Por Rogério Mattos: [email protected]

A medicina moderna, segundo Foucault, é menos um lugar onde se explora a individualidade do paciente, a relação do médico com o doente, do que uma medicina social, focada primeiramente, no séc. XIX, no controle dos corpos e, com a instituição da psicanálise, do controle interno da família, da disposição dos quartos, da relação entre familiares, etc. Tudo isso adquire ares de ficção científica quando a eugenia se transforma em biopolítica, em controle menos dos corpos mas da produção humana, do individuo visto como uma "unidade-empresa", de um capital humano em que "a competência-máquina de que ele é a renda não pode ser dissociada do indivíduo humano que é seu portador". Chegamos aqui ao mundo da desregulação financeira, do sistema pós-Bretton Woods, do estabelecimento do sistema da dívida nos países do ainda chamado terceiro mundo. É o prelúdio para o advento do Assassino Econômico. Como a biopolítica, que substitui a forma particular da eugenia, assim como a ainda necessidade de parte do controle do Estado sobre os corpos por um meio legal suficiente, onde essas "unidades-empresas", humanas, pudessem trabalhar dentro de um marco amplo de liberalização de mercado, se constituiu como o substituto perfeito do Estado nazista, derrotado na Alemanha, mas que, através da Escola de Frankfurt, dos economistas de Viena, na revista Ordo, são responsáveis hoje pelo liberal-fascismo em escala global. Ensaio como pequena introdução à investigações mais amplas sobre o conceito e biopolítica em Michel Foucault. Foucault, em sua conferência brasileira1, Egito e Londres, o mundo antigo e a ciência moderna, ainda não estavam tão bem polarizados como posteriormente podemos ver em seus estudos. Porém – o que distingue os dois temas – e, com as escusas à imagem de nosso mais ancestral liberal, o conde de Cairu, e de seus modernos congêneres que sempre se acreditam tão “modernos”, o que procuraremos mostrar, ainda que por enquanto de forma bem simplificada (ao menos nessa linhas iniciais), é 1

FOUCAULT, Michel. O nascimento da medicina social. In: Microfísica do poder. Rio de Janeiro: Edições Graal, 1979.

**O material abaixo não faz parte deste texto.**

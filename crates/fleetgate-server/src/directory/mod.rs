//! Account directories: devices and the admins who approve them.

pub mod admins;
pub mod devices;


pub use admins::{AdminDirectory, AdminSession};
pub use devices::{DeviceDirectory, DeviceSession, StatusReport};

use crate::error::{Error, Result};

/// Username and password presented by a caller.
#[derive(Clone)]
pub struct Credentials {
    pub username: String,
    pub password: String,
}

impl Credentials {
    pub fn new(username: impl Into<String>, password: impl Into<String>) -> Self {
        Self {
            username: username.into(),
            password: password.into(),
        }
    }

    pub(crate) fn validate(&self) -> Result<()> {
        if self.username.trim().is_empty() {
            return Err(Error::Validation("Username must not be empty.".into()));
        }
        if self.password.is_empty() {
            return Err(Error::Validation("Password must not be empty.".into()));
        }
        Ok(())
    }
}

impl std::fmt::Debug for Credentials {
    fn fmt(&self, f: &mut std::fmt::Formatter<'_>) -> std::fmt::Result {
        f.debug_struct("Credentials")
            .field("username", &self.username)
            .finish_non_exhaustive()
    }
}
//! Admin Directory: administrator accounts and their sessions.

use std::sync::Arc;

use serde::Serialize;
use tracing::{info, instrument, warn};

use super::Credentials;
use crate::auth::{Caller, CredentialVerifier, TokenService};
use crate::error::{Error, Result};
use crate::storage::{AccountKind, Admin, DatabaseError, FleetDatabase};

const USERNAME_TAKEN: &str = "A user with that username already exists.";

/// A signed-in admin.
#[derive(Debug, Clone, Serialize)]
pub struct AdminSession {
    pub access_token: String,
    #[serde(rename = "user")]
    pub admin: Admin,
}

pub struct AdminDirectory {
    db: FleetDatabase,
    tokens: Arc<TokenService>,
    credentials: Arc<dyn CredentialVerifier>,
}

impl AdminDirectory {
    pub fn new(
        db: FleetDatabase,
        tokens: Arc<TokenService>,
        credentials: Arc<dyn CredentialVerifier>,
    ) -> Self {
        Self {
            db,
            tokens,
            credentials,
        }
    }

    /// Resolve an account ID to an admin, if it is one.
    pub async fn find(&self, id: i64) -> Result<Option<Admin>> {
        match self.db.get_admin(id).await {
            Ok(admin) => Ok(Some(admin)),
            Err(DatabaseError::NotFound(_)) => Ok(None),
            Err(e) => Err(e.into()),
        }
    }

    #[instrument(skip(self, credentials), fields(username = %credentials.username))]
    pub async fn register(&self, credentials: &Credentials) -> Result<Admin> {
        credentials.validate()?;

        if self.db.get_admin_by_username(&credentials.username).await.is_ok() {
            return Err(Error::Conflict(USERNAME_TAKEN.into()));
        }

        let digest = self
            .credentials
            .hash(&credentials.password)
            .map_err(|e| Error::Internal(format!("Password hashing failed: {e}")))?;

        let admin = self
            .db
            .create_admin(&credentials.username, &digest)
            .await
            .map_err(|e| match e {
                DatabaseError::Conflict(_) => Error::Conflict(USERNAME_TAKEN.into()),
                other => other.into(),
            })?;

        info!(admin_id = admin.account.id, "Admin registered");
        Ok(admin)
    }

    /// Issue a short-lived admin session token.
    #[instrument(skip(self, credentials), fields(username = %credentials.username))]
    pub async fn login(&self, credentials: &Credentials) -> Result<AdminSession> {
        let admin = self
            .db
            .get_admin_by_username(&credentials.username)
            .await
            .map_err(Error::not_found("A user with that username not found."))?;

        if !self
            .credentials
            .verify(&credentials.password, &admin.account.password_digest)
        {
            warn!(admin_id = admin.account.id, "Failed admin login attempt");
            return Err(Error::InvalidCredentials);
        }

        let issued = self.tokens.issue(admin.account.id, AccountKind::Admin)?;
        info!(admin_id = admin.account.id, "Admin logged in");

        Ok(AdminSession {
            access_token: issued.token,
            admin,
        })
    }

    /// Revoke the token the caller presented.
    #[instrument(skip(self, caller), fields(subject_id = caller.subject_id))]
    pub async fn logout(&self, caller: &Caller) -> Result<()> {
        self.tokens.revoke(caller).await
    }

    /// Hard-delete the caller's own admin account and revoke its token.
    #[instrument(skip(self, caller), fields(subject_id = caller.subject_id))]
    pub async fn delete_self(&self, caller: &Caller) -> Result<()> {
        if !self.db.delete_admin(caller.subject_id).await? {
            warn!("Delete requested by a caller that is not an admin");
            return Err(Error::Forbidden);
        }

        self.tokens.revoke(caller).await?;
        info!(admin_id = caller.subject_id, "Admin deleted");
        Ok(())
    }
}
//! Password hashing and verification using argon2id.
//!
//! Services only see the [`CredentialVerifier`] capability, so tests and
//! alternative deployments can swap the cost parameters.

use argon2::password_hash::rand_core::OsRng;
use argon2::password_hash::{PasswordHash, PasswordHasher, PasswordVerifier, SaltString};
use argon2::{Algorithm, Argon2, Params, Version};
use tracing::warn;

/// One-way, salted password hashing.
pub trait CredentialVerifier: Send + Sync {
    /// Hash `password` into a self-describing digest string.
    fn hash(&self, password: &str) -> Result<String, argon2::password_hash::Error>;

    /// Check `password` against `digest`. Mismatch is `false`, never an error.
    fn verify(&self, password: &str, digest: &str) -> bool;
}

/// argon2id verifier.
#[derive(Clone, Default)]
pub struct Argon2Verifier {
    argon2: Argon2<'static>,
}

impl Argon2Verifier {
    /// Verifier with explicit memory (KiB), iteration and lane costs.
    pub fn with_params(m_cost: u32, t_cost: u32, p_cost: u32) -> Result<Self, argon2::Error> {
        let params = Params::new(m_cost, t_cost, p_cost, None)?;
        Ok(Self {
            argon2: Argon2::new(Algorithm::Argon2id, Version::V0x13, params),
        })
    }
}

impl CredentialVerifier for Argon2Verifier {
    fn hash(&self, password: &str) -> Result<String, argon2::password_hash::Error> {
        let salt = SaltString::generate(&mut OsRng);
        let hash = self.argon2.hash_password(password.as_bytes(), &salt)?;
        Ok(hash.to_string())
    }

    fn verify(&self, password: &str, digest: &str) -> bool {
        let parsed = match PasswordHash::new(digest) {
            Ok(parsed) => parsed,
            Err(e) => {
                warn!(error = %e, "Stored password digest is malformed");
                return false;
            }
        };
        // Parameters come from the digest itself, so digests made with other
        // costs still verify.
        self.argon2
            .verify_password(password.as_bytes(), &parsed)
            .is_ok()
    }
}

que “a medicina moderna tem por background uma certa tecnologia do corpo social; que a medicina é uma prática social que somente em um de seus aspectos é individualista e valoriza as relações médico-doente2”. Mas isso na medida em que podemos ir além de Foucault, de em certo modo seguir seus passos ultrapassando-o sem negligenciar o progresso realizado da conferência O Nascimento da Medicina Social até, por exemplo, a Hermenêutica do Sujeito, ou ao livro só imaginado, As Confissões da Carne; enfim, seguindo esse caminho que vai de sua tentativa de diferenciação da “medicina mental” da “medicina orgânica”, até suas duas últimas aulas magnas, O Governo de Si e dos Outros e A Coragem da Verdade, retrabalhar essa hipótese – principalmente se levarmos em conta a individualista concepção liberal –, onde, frente ao mundo grego reconstituído por Foucault diante de nós, temos que

com o capitalismo não se deu a passagem de uma medicina coletiva para uma medicina privada, mas justamente o contrário; que o capitalismo, desenvolvendo-se em fins do século XVIII e início do século XIX, socializou um primeiro objeto que foi o corpo enquanto força de produção, força de trabalho. O controle da sociedade sobre os indivíduos não se opera simplesmente pela consciência ou pela ideologia, mas começa no corpo, com o corpo. Foi no biológico, no somático, no corporal que, antes de tudo, investiu a sociedade capitalista. O corpo é a realidade bio-política. A medicina é uma estratégia bio-política3.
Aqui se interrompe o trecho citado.